- Золовка! человек вы...
- Человек; а я человек, а ты, начитанный, глуп; слышь, гвоздырь,
гвоздыревый ты человек, вот что! А я не по шуткам твоим говорю; а оно место
такое есть, что возьмет да и уничтожается место. И Демид, слышь ты, Демид
Васильевич говорит, что уничтожается место...
- Ах вы, Демид, Демид! греховодник, да ведь...
- Да, хлоп, да и баста, и будешь без места; подь ты с ним, вот...
- Да вы, наконец, просто врете или ряхнулись совсем! Вы нам просто
скажите; уж что? признайтесь, коль грех такой есть! стыдиться-то нечего!
ряхнулся, батюшка, а?
- Ряхнулся! с ума сошел! - раздалось кругом, и все ломали руки с
отчаяния, а Марка Ивановича уже обхватила в обе руки хозяйка, затем чтоб он
не растерзал как-нибудь Семена Ивановича. - Язычник ты, языческая ты душа,
мудрец ты! - умолял Зимовейкин. - Сеня, необидчивый ты человек, миловидный,
любезный! ты прост, ты добродетельный... слышал? Это от добродетели твоей
происходит; а буйный и глупый-то я, побирушка-то я; а вот же добрый человек
меня не оставил небось; честь, вишь, делают; вот им и хозяйке спасибо;
видишь ты, вот в поклон земной правлю, вот оно, вот; долг, долг исправляю,
хозяюшка! - Тут действительно Зимовейкин и даже с каким-то педантским
достоинством исполнил кругом свой поклон до земли. После того Семен
Иванович хотел было опять продолжать говорить, но в этот раз ему уже не
дали; все вступились, стали его умолять, заверять, утешать и достигли того,
что Семен Иванович даже устыдился совсем и наконец слабым голосом попросил
объясниться.
- Да вот; оно хорошо, - сказал он, - миловидный я, смирный, слышь, и
добродетелен, предан и верен; кровь, знаешь, каплю последнюю, слышь ты,
мальчишка, туз... пусть оно стоит, место-то; да я ведь бедный; а вот как
возьмут его, слышь ты, тузовый, - молчи теперь, понимай, - возьмут, да и
того... оно, брат, стоит, а потом и не стоит... понимаешь? а я, брат, и с
сумочкой, слышь ты?
- Сенька! - завопил в исступлении Зимовейкин, покрывая в этот раз
голосом весь поднявшийся шум. - Вольнодумец ты! Сейчас донесу! Что ты? кто
ты? буян, что ли, бараний ты лоб? Буйному, глупому, слышь ты, без абшида3 с
места укажут; ты кто?!
- Да вот оно и того...
- Что того?! Да вот, поди ты с ним!..
- Что поди ты с ним?
- Да вот он вольный, я вольный; а как лежишь-лежишь, и того...
- Чего?
- Ан и вольнодумец...
- Воль-но-ду-мец! Сенька, ты вольнодумец!!

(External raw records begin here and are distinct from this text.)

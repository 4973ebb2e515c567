//! Score ledger and its persistence backends

pub mod backend;
pub mod ledger;
pub mod memory;
pub mod sqlite;
pub mod supabase;

pub use backend::{BackendError, CommitOutcome, LedgerBackend, Player, ScoreRecord};
pub use ledger::{LedgerError, LedgerSettings, ScoreLedger, UnresolvedMatch};
pub use memory::MemoryBackend;
pub use sqlite::SqliteBackend;
pub use supabase::{SupabaseBackend, SupabaseClient};
use std::time::{Duration, Instant};

use reqwest::header::{self, HeaderMap, HeaderValue};
use reqwest::{Client as ReqwestClient, Response};
use serde::Deserialize;
use url::Url;

use crate::error::{Error, Result};
use crate::observability::{CLIENT_REQUEST_DURATION, CLIENT_REQUEST_ERRORS, CLIENT_REQUESTS};
use crate::service::{Completion, CompletionFailure, CompletionService};
use crate::types::{ChatCompletionRequest, ChatCompletionResponse, Message};

/// The public OpenAI endpoint.  Any server speaking the same protocol works.
pub const DEFAULT_API_URL: &str = "https://api.openai.com/v1/";
/// Environment variable holding the API credential.
pub const API_KEY_ENV: &str = "OPENAI_API_KEY";
const DEFAULT_TIMEOUT: Duration = Duration::from_secs(120);

/// Client for an OpenAI-compatible chat completions endpoint.
#[derive(Debug, Clone)]
pub struct CompletionClient {
    client: ReqwestClient,
    headers: HeaderMap,
    endpoint: Url,
    timeout: Duration,
    max_tokens: Option<u32>,
}

impl CompletionClient {
    /// Create a new client.
    ///
    /// The API key can be provided directly or read from the `OPENAI_API_KEY`
    /// environment variable.
    pub fn new(api_key: Option<String>) -> Result<Self> {
        Self::with_options(api_key, None, None)
    }

    /// Create a new client with custom settings.
    pub fn with_options(
        api_key: Option<String>,
        base_url: Option<&str>,
        timeout: Option<Duration>,
    ) -> Result<Self> {
        let api_key = match api_key {
            Some(key) => key,
            None => api_key_from_env()?,
        };

        let endpoint = chat_completions_url(base_url.unwrap_or(DEFAULT_API_URL))?;
        let headers = default_headers(&api_key)?;
        let timeout = timeout.unwrap_or(DEFAULT_TIMEOUT);
        let client = ReqwestClient::builder()
            .timeout(timeout)
            .build()
            .map_err(|e| Error::config(format!("Failed to build HTTP client: {}", e)))?;

        Ok(Self {
            client,
            headers,
            endpoint,
            timeout,
            max_tokens: None,
        })
    }

    /// Cap the number of tokens generated per reply.
    pub fn with_max_tokens(mut self, max_tokens: Option<u32>) -> Self {
        self.max_tokens = max_tokens;
        self
    }

    /// Process API response errors and convert to our Error type
    async fn process_error_response(response: Response) -> Error {
        let status_code = response.status().as_u16();
        let retry_after = response
            .headers()
            .get("retry-after")
            .and_then(|val| val.to_str().ok())
            .and_then(|val| val.parse::<u64>().ok());

        match response.text().await {
            Ok(body) => error_from_status(status_code, &body, retry_after),
            Err(e) => Error::http_client(
                format!("Failed to read error response: {}", e),
                Some(Box::new(e)),
            ),
        }
    }

    /// Send a request and parse the response body.
    pub async fn send(&self, request: &ChatCompletionRequest<'_>) -> Result<ChatCompletionResponse> {
        CLIENT_REQUESTS.click();
        let start = Instant::now();
        let result = self.send_inner(request).await;
        CLIENT_REQUEST_DURATION.add(start.elapsed().as_secs_f64());
        if let Err(err) = &result {
            CLIENT_REQUEST_ERRORS.click();
            tracing::warn!(error = %err, status = ?err.status_code(), "chat completion failed");
        }
        result
    }

    async fn send_inner(&self, request: &ChatCompletionRequest<'_>) -> Result<ChatCompletionResponse> {
        tracing::debug!(
            endpoint = %self.endpoint,
            model = request.model,
            messages = request.messages.len(),
            "sending chat completion"
        );
        let response = self
            .client
            .post(self.endpoint.clone())
            .headers(self.headers.clone())
            .json(request)
            .send()
            .await
            .map_err(|e| {
                if e.is_timeout() {
                    Error::timeout(
                        format!("Request timed out: {}", e),
                        Some(self.timeout.as_secs_f64()),
                    )
                } else if e.is_connect() {
                    Error::connection(format!("Connection error: {}", e), Some(Box::new(e)))
                } else {
                    Error::http_client(format!("Request failed: {}", e), Some(Box::new(e)))
                }
            })?;

        if !response.status().is_success() {
            return Err(Self::process_error_response(response).await);
        }

        response.json::<ChatCompletionResponse>().await.map_err(|e| {
            Error::serialization(
                format!("Failed to parse response: {}", e),
                Some(Box::new(e)),
            )
        })
    }
}

#[async_trait::async_trait]
impl CompletionService for CompletionClient {
    async fn complete(
        &self,
        model: &str,
        messages: &[Message],
    ) -> std::result::Result<Completion, CompletionFailure> {
        let request = ChatCompletionRequest::new(model, messages).with_max_tokens(self.max_tokens);
        let response = self.send(&request).await?;
        let usage = response.usage_or_default();
        match response.first_text() {
            Some(text) => Ok(Completion::new(text, usage)),
            None => Err(CompletionFailure::with_usage(
                Error::empty_response("the service returned no choices"),
                usage,
            )),
        }
    }
}

/// Reads the API credential from the environment.
///
/// A missing or blank variable is a configuration error.
pub fn api_key_from_env() -> Result<String> {
    match std::env::var(API_KEY_ENV) {
        Ok(key) if !key.trim().is_empty() => Ok(key),
        _ => Err(Error::config(format!(
            "Please set {API_KEY_ENV} environment variable"
        ))),
    }
}

fn default_headers(api_key: &str) -> Result<HeaderMap> {
    let mut headers = HeaderMap::new();
    headers.insert(
        header::CONTENT_TYPE,
        HeaderValue::from_static("application/json"),
    );
    headers.insert(header::ACCEPT, HeaderValue::from_static("application/json"));
    let mut bearer = HeaderValue::from_str(&format!("Bearer {api_key}"))
        .map_err(|_| Error::config("API key contains characters not allowed in a header"))?;
    bearer.set_sensitive(true);
    headers.insert(header::AUTHORIZATION, bearer);
    Ok(headers)
}

/// Resolves `chat/completions` against `base_url`.
///
/// A missing trailing slash is added so that `https://host/v1` keeps its path.
pub fn chat_completions_url(base_url: &str) -> Result<Url> {
    let mut base = Url::parse(base_url)?;
    if !base.path().ends_with('/') {
        let path = format!("{}/", base.path());
        base.set_path(&path);
    }
    Ok(base.join("chat/completions")?)
}

/// Map an HTTP status and error body onto an [`Error`].
pub fn error_from_status(status_code: u16, body: &str, retry_after: Option<u64>) -> Error {
    #[derive(Deserialize)]
    struct ErrorResponse {
        error: Option<ErrorDetail>,
    }

    #[derive(Deserialize)]
    struct ErrorDetail {
        #[serde(rename = "type")]
        error_type: Option<String>,
        message: Option<String>,
        param: Option<String>,
    }

    let detail = serde_json::from_str::<ErrorResponse>(body)
        .ok()
        .and_then(|e| e.error);
    let error_type = detail.as_ref().and_then(|e| e.error_type.clone());
    let message = detail
        .as_ref()
        .and_then(|e| e.message.clone())
        .unwrap_or_else(|| body.to_string());
    let param = detail.and_then(|e| e.param);

    match status_code {
        400 => Error::bad_request(message, param),
        401 => Error::authentication(message),
        403 => Error::permission(message),
        404 => Error::not_found(message),
        408 => Error::timeout(message, None),
        429 => Error::rate_limit(message, retry_after),
        500 => Error::internal_server(message),
        502..=504 => Error::service_unavailable(message, retry_after),
        _ => Error::api(status_code, error_type, message),
    }
}

#[cfg(test)]
mod tests {
    use super::*;

    #[test]
    fn url_joining() {
        assert_eq!(
            chat_completions_url(DEFAULT_API_URL).unwrap().as_str(),
            "https://api.openai.com/v1/chat/completions"
        );
        assert_eq!(
            chat_completions_url("http://localhost:11434/v1").unwrap().as_str(),
            "http://localhost:11434/v1/chat/completions"
        );
        assert!(chat_completions_url("not a url").unwrap_err().is_fatal());
    }

    #[test]
    fn status_mapping() {
        let body = r#"{"error": {"type": "invalid_request_error", "message": "bad model", "param": "model"}}"#;
        match error_from_status(400, body, None) {
            Error::BadRequest { message, param } => {
                assert_eq!(message, "bad model");
                assert_eq!(param.as_deref(), Some("model"));
            }
            other => panic!("unexpected error: {other:?}"),
        }
        assert!(error_from_status(401, body, None).is_authentication());
        assert!(matches!(
            error_from_status(403, body, None),
            Error::Permission { .. }
        ));
        assert!(matches!(
            error_from_status(404, body, None),
            Error::NotFound { .. }
        ));
        assert!(error_from_status(408, body, None).is_timeout());
        assert!(error_from_status(500, body, None).is_server_error());
        assert!(error_from_status(503, body, None).is_server_error());
    }

    #[test]
    fn rate_limit_keeps_retry_after() {
        let body = r#"{"error": {"type": "insufficient_quota", "message": "quota"}}"#;
        match error_from_status(429, body, Some(20)) {
            Error::RateLimit {
                message,
                retry_after,
            } => {
                assert_eq!(message, "quota");
                assert_eq!(retry_after, Some(20));
            }
            other => panic!("unexpected error: {other:?}"),
        }
    }

    #[test]
    fn unknown_status_keeps_raw_body() {
        match error_from_status(418, "short and stout", None) {
            Error::Api {
                status_code,
                error_type,
                message,
            } => {
                assert_eq!(status_code, 418);
                assert_eq!(error_type, None);
                assert_eq!(message, "short and stout");
            }
            other => panic!("unexpected error: {other:?}"),
        }
    }

    #[test]
    fn bad_header_is_config_error() {
        let err = CompletionClient::new(Some("line\nbreak".to_string())).unwrap_err();
        assert!(err.is_fatal());
    }
}
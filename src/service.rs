//! The seam between the chat session and whatever produces replies.
//!
//! The session never talks HTTP directly; it hands the whole conversation to a
//! [`CompletionService`] and gets back either a [`Completion`] or a
//! [`CompletionFailure`]. [`crate::CompletionClient`] is the networked
//! implementation; tests substitute scripted ones.

use std::error;
use std::fmt;

use crate::error::Error;
use crate::types::{Message, Usage};

/// A successful reply from the completion service.
#[derive(Debug, Clone, PartialEq, Eq)]
pub struct Completion {
    /// The assistant's reply text.
    pub text: String,
    /// Token accounting for the call.
    pub usage: Usage,
}

impl Completion {
    /// Create a new completion.
    pub fn new(text: impl Into<String>, usage: Usage) -> Self {
        Self {
            text: text.into(),
            usage,
        }
    }
}

/// A failed call, with whatever usage counters the service managed to report.
///
/// `usage` is zero-valued unless the service returned counters alongside the
/// failure.
#[derive(Debug, Clone)]
pub struct CompletionFailure {
    /// Why the call failed.
    pub error: Error,
    /// Best-effort token accounting.
    pub usage: Usage,
}

impl CompletionFailure {
    /// Create a failure that carries usage counters.
    pub fn with_usage(error: Error, usage: Usage) -> Self {
        Self { error, usage }
    }
}

impl From<Error> for CompletionFailure {
    fn from(error: Error) -> Self {
        Self {
            error,
            usage: Usage::default(),
        }
    }
}

impl fmt::Display for CompletionFailure {
    fn fmt(&self, f: &mut fmt::Formatter<'_>) -> fmt::Result {
        write!(f, "{}", self.error)
    }
}

impl error::Error for CompletionFailure {
    fn source(&self) -> Option<&(dyn error::Error + 'static)> {
        Some(&self.error)
    }
}

/// Something that turns a conversation into an assistant reply.
#[async_trait::async_trait]
pub trait CompletionService: Send + Sync {
    /// Submit the full conversation and wait for the reply.
    async fn complete(
        &self,
        model: &str,
        messages: &[Message],
    ) -> Result<Completion, CompletionFailure>;
}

- Стой! - закричал господин Прохарчин, махнув рукою и прерывая
начавшийся крик. - Я не того... Ты пойми, ты пойми только, баран ты: я
смирный, сегодня смирный, завтра смирный, а потом и несмирный, сгрубил;
пряжку тебе, и пошел вольнодумец!..
- Да что ж вы? - прогремел наконец Марк Иванович, вскочив со стула, на
котором было сел отдохнуть, и подбежав к кровати весь в волнении, в
исступлении, весь дрожа от досады и бешенства, - что ж вы? баран вы! ни
кола ни двора. Что вы, один, что ли, на свете? для вас свет, что ли,
сделан? Наполеон вы, что ли, какой? что вы? кто вы? Наполеон вы, а?
Наполеон или нет?! Говорите же, сударь, Наполеон или нет?..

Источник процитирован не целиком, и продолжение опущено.